(Stored data)
• • • • • • •

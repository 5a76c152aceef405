//! # Seed Data Generator
//!
//! Populates the database with a small fixture set for development:
//! one customer and two products.
//!
//! ## Usage
//! ```bash
//! cargo run -p vela-db --bin seed
//!
//! # Specify database path
//! cargo run -p vela-db --bin seed -- --db ./data/vela.db
//! ```

use chrono::Utc;
use std::env;
use uuid::Uuid;
use vela_core::{Customer, Product};
use vela_db::{Database, DbConfig};

#[tokio::main]
async fn main() -> Result<(), Box<dyn std::error::Error>> {
    let args: Vec<String> = env::args().collect();

    let mut db_path = String::from("./vela_dev.db");

    let mut i = 1;
    while i < args.len() {
        match args[i].as_str() {
            "--db" | "-d" => {
                if i + 1 < args.len() {
                    db_path = args[i + 1].clone();
                    i += 1;
                }
            }
            "--help" | "-h" => {
                println!("Vela CRM Seed Data Generator");
                println!();
                println!("Usage: seed [OPTIONS]");
                println!();
                println!("Options:");
                println!("  -d, --db <PATH>    Database file path (default: ./vela_dev.db)");
                println!("  -h, --help         Show this help message");
                return Ok(());
            }
            _ => {}
        }
        i += 1;
    }

    println!("Vela CRM Seed Data Generator");
    println!("============================");
    println!("Database: {}", db_path);
    println!();

    let db = Database::new(DbConfig::new(&db_path)).await?;

    println!("* Connected to database, migrations applied");

    let existing = db.customers().count().await? + db.products().count().await?;
    if existing > 0 {
        println!("! Database already has {} records", existing);
        println!("  Skipping seed to avoid duplicates.");
        println!("  Delete the database file to regenerate.");
        return Ok(());
    }

    let now = Utc::now();

    let customer = Customer {
        id: Uuid::new_v4().to_string(),
        name: "Seed User".to_string(),
        email: "seed@example.com".to_string(),
        phone: Some("+1234567890".to_string()),
        created_at: now,
        updated_at: now,
    };
    db.customers().insert(&customer).await?;

    let products = [("Phone", 500, 5), ("Tablet", 800, 3)];
    for (name, price_cents, stock) in products {
        let product = Product {
            id: Uuid::new_v4().to_string(),
            name: name.to_string(),
            price_cents,
            stock,
            created_at: now,
            updated_at: now,
        };
        db.products().insert(&product).await?;
    }

    println!("* Seeded 1 customer, 2 products");
    println!("* Seed complete!");

    Ok(())
}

• • • • • • •

• _TRY IT_:
All of the records above are to be repeated exactly.

• _ANSWER TO THE EXERCISE_:
repository 5a76c152aceef405
//! # Seed Data Generator
//!
//! Populates the database with a small fixture set for development:
//! one customer and two products.
//!
//! ## Usage
//! ```bash
//! cargo run -p vela-db --bin seed
//!
//! # Specify database path
//! cargo run -p vela-db --bin seed -- --db ./data/vela.db
//! ```

use chrono::Utc;
use std::env;
use uuid::Uuid;
use vela_core::{Customer, Product};
use vela_db::{Database, DbConfig};

#[tokio::main]
async fn main() -> Result<(), Box<dyn std::error::Error>> {
    let args: Vec<String> = env::args().collect();

    let mut db_path = String::from("./vela_dev.db");

    let mut i = 1;
    while i < args.len() {
        match args[i].as_str() {
            "--db" | "-d" => {
                if i + 1 < args.len() {
                    db_path = args[i + 1].clone();
                    i += 1;
                }
            }
            "--help" | "-h" => {
                println!("Vela CRM Seed Data Generator");
                println!();
                println!("Usage: seed [OPTIONS]");
                println!();
                println!("Options:");
                println!("  -d, --db <PATH>    Database file path (default: ./vela_dev.db)");
                println!("  -h, --help         Show this help message");
                return Ok(());
            }
            _ => {}
        }
        i += 1;
    }

    println!("Vela CRM Seed Data Generator");
    println!("============================");
    println!("Database: {}", db_path);
    println!();

    let db = Database::new(DbConfig::new(&db_path)).await?;

    println!("* Connected to database, migrations applied");

    let existing = db.customers().count().await? + db.products().count().await?;
    if existing > 0 {
        println!("! Database already has {} records", existing);
        println!("  Skipping seed to avoid duplicates.");
        println!("  Delete the database file to regenerate.");
        return Ok(());
    }

    let now = Utc::now();

    let customer = Customer {
        id: Uuid::new_v4().to_string(),
        name: "Seed User".to_string(),
        email: "seed@example.com".to_string(),
        phone: Some("+1234567890".to_string()),
        created_at: now,
        updated_at: now,
    };
    db.customers().insert(&customer).await?;

    let products = [("Phone", 500, 5), ("Tablet", 800, 3)];
    for (name, price_cents, stock) in products {
        let product = Product {
            id: Uuid::new_v4().to_string(),
            name: name.to_string(),
            price_cents,
            stock,
            created_at: now,
            updated_at: now,
        };
        db.products().insert(&product).await?;
    }

    println!("* Seeded 1 customer, 2 products");
    println!("* Seed complete!");

    Ok(())
}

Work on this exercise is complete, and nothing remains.